Before this week, there were four newspaper racks in front of our Madera post office, all of them were together on top of one pedestal — the San Francisco Chronicle, The Madera Tribune, USA Today, and the Fresno Bee. On Monday, our rack guy, Carlos, removed The Madera Tribune’s rack, the best maintained one of the bunch. Carlos had explained to me that the only part of this set that belongs to us is the Tribune rack itself. The other machines and the pedestal belong to someone else.

After the call I received from the post office, I could stand it no longer. I had to do a little research to find out why we were asked to remove our newspaper vending machine. I couldn’t imagine they had some bone to pick with us. We have never had any problems, other than occasional mis-deliveries of papers. We have a good relationship with the post office, and we have always worked well together.

So, I went to our best source of reputable information, the Internet. I Googled several different requests for information, and could find nothing related to this issue. There were lots of folks unhappy with the post office for various reasons, including increased rates, mis-delivery problems, and, of course, there was that widely publicized thing about the controversial voting methods, but I had a tough time finding anything about the U.S. Postal Service wanting newspaper racks removed from their property.

Then, WHAM! I found it! It was on the Cornell Law School’s Legal Information Institute (LII) website. They publish law online for free at It is a service provided to help all of us understand the law.

The Postal Service regulations are found in Title 39, and our little rack issue is found in Chapter 1, Subchapter D, Part 232 – Conduct on Postal Property, and in Section 232.1 (h)(1) (or you can just Google it by searching “Conduct on postal property” and you will find it without going through all the legalese hoopla).

“Soliciting alms and contributions, campaigning for election to any public office, collecting private debts, soliciting and vending for commercial purposes (including, but not limited to, the vending of newspapers and other publications), displaying or distributing commercial advertising, collecting signatures on petitions… (except as otherwise authorized by Postal Service regulations), are prohibited.”

There, you have it!

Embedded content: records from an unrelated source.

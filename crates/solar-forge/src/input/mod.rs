pub mod queue;

pub use queue::InputEvent;
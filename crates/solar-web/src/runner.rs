use solar_forge::{HostTask, InputEvent, SolarController};

use crate::dom::DomPage;
use crate::sink::JsRenderer;

/// Wires the controller to the live page and the JS renderer.
///
/// Lives in a `thread_local!` in the crate root because wasm-bindgen
/// callbacks can only reach it through free functions.
pub struct SolarRunner {
    controller: SolarController,
    page: DomPage,
    renderer: JsRenderer,
}

impl SolarRunner {
    pub fn new(controller: SolarController, page: DomPage, renderer: JsRenderer) -> Self {
        Self { controller, page, renderer }
    }

    /// Upload the scene and render the first frame.
    pub fn start(&mut self) {
        self.controller.start(&mut self.page, &mut self.renderer);
    }

    /// Animation-frame callback.
    pub fn frame(&mut self, timestamp_ms: f64) {
        self.page.drop_retired();
        self.controller.tick(timestamp_ms, &mut self.page, &mut self.renderer);
    }

    pub fn handle(&mut self, event: InputEvent) {
        self.controller.handle_input(event, &mut self.page, &mut self.renderer);
    }

    pub fn run_task(&mut self, task: HostTask) {
        self.controller.run_task(task, &mut self.page);
    }

    pub fn controller(&self) -> &SolarController {
        &self.controller
    }

    pub fn page(&self) -> &DomPage {
        &self.page
    }
}
//! `Renderer` over the page-side JS object that owns the 3D engine.
//!
//! The sink receives flat `f32` views into wasm memory laid out by
//! `solar_forge::bridge::protocol`; it must copy anything it keeps past the
//! call.

use solar_forge::{ClearColor, Renderer};
use wasm_bindgen::prelude::*;

#[wasm_bindgen]
extern "C" {
    /// Page-side renderer handed to `solar_init`.
    pub type SolarSink;

    #[wasm_bindgen(method, js_name = setSize)]
    fn set_size(this: &SolarSink, width: u32, height: u32, pixel_ratio: f32);

    #[wasm_bindgen(method, js_name = setClearColor)]
    fn set_clear_color(this: &SolarSink, rgb: u32, alpha: f32);

    #[wasm_bindgen(method)]
    fn build(this: &SolarSink, scene: &[f32]);

    #[wasm_bindgen(method)]
    fn render(this: &SolarSink, frame: &[f32]);
}

pub struct JsRenderer {
    sink: SolarSink,
}

impl JsRenderer {
    pub fn new(sink: SolarSink) -> Self {
        Self { sink }
    }
}

impl Renderer for JsRenderer {
    fn set_size(&mut self, width: u32, height: u32, pixel_ratio: f32) {
        self.sink.set_size(width, height, pixel_ratio);
    }

    fn set_clear_color(&mut self, color: ClearColor) {
        self.sink.set_clear_color(color.rgb, color.alpha);
    }

    fn upload_scene(&mut self, scene: &[f32]) {
        self.sink.build(scene);
    }

    fn draw(&mut self, frame: &[f32]) {
        self.sink.render(frame);
    }
}
pub mod api;
pub mod core;
pub mod error;
pub mod host;
pub mod systems;
pub mod renderer;
pub mod bridge;
pub mod input;
pub mod scene;

// Re-export key types at crate root for convenience
pub use api::controller::SolarController;
pub use api::capability::{gate, CapabilityProbe};
pub use api::config::{Capabilities, Populations, SceneConfig};
pub use api::types::{HostTask, Rect, RootFlag, Viewport};
pub use core::state::{Effect, Expansion, Trigger};
pub use core::time::FrameClock;
pub use error::{CapabilityError, ConfigError};
pub use host::Page;
pub use input::queue::InputEvent;
pub use renderer::camera::PerspectiveCamera;
pub use renderer::traits::{ClearColor, Renderer};
pub use bridge::protocol::ProtocolLayout;
pub use scene::SolarScene;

It looks like the post office has turned a blind eye to these activities for a while, and now that the heat seems to be turned up everywhere, now they have decided they need for us to play by the rules, even if it’s not really good for everyone.

Well, I guess we don’t always have to like the rules, but if it is the law, we must abide by it.

Please don’t look to purchase our single-copy newspapers at the U.S. Postal Service. There are racks in many other places in Madera and Chowchilla. The best way to get the paper, at the best deal is to be a subscriber. For the printed edition, delivered to your mailbox (yes, by the postal service) it is only $59 per year, for two days a week, and that price can also include the digital edition. For the digital only edition, it is only $48 per year, and that includes special sections.

We thank you for your support of The Madera Tribune. We love our community, and we love you.

— My love to all,


• • •

“To reject the law is to praise the wicked; to obey the law is to fight them.”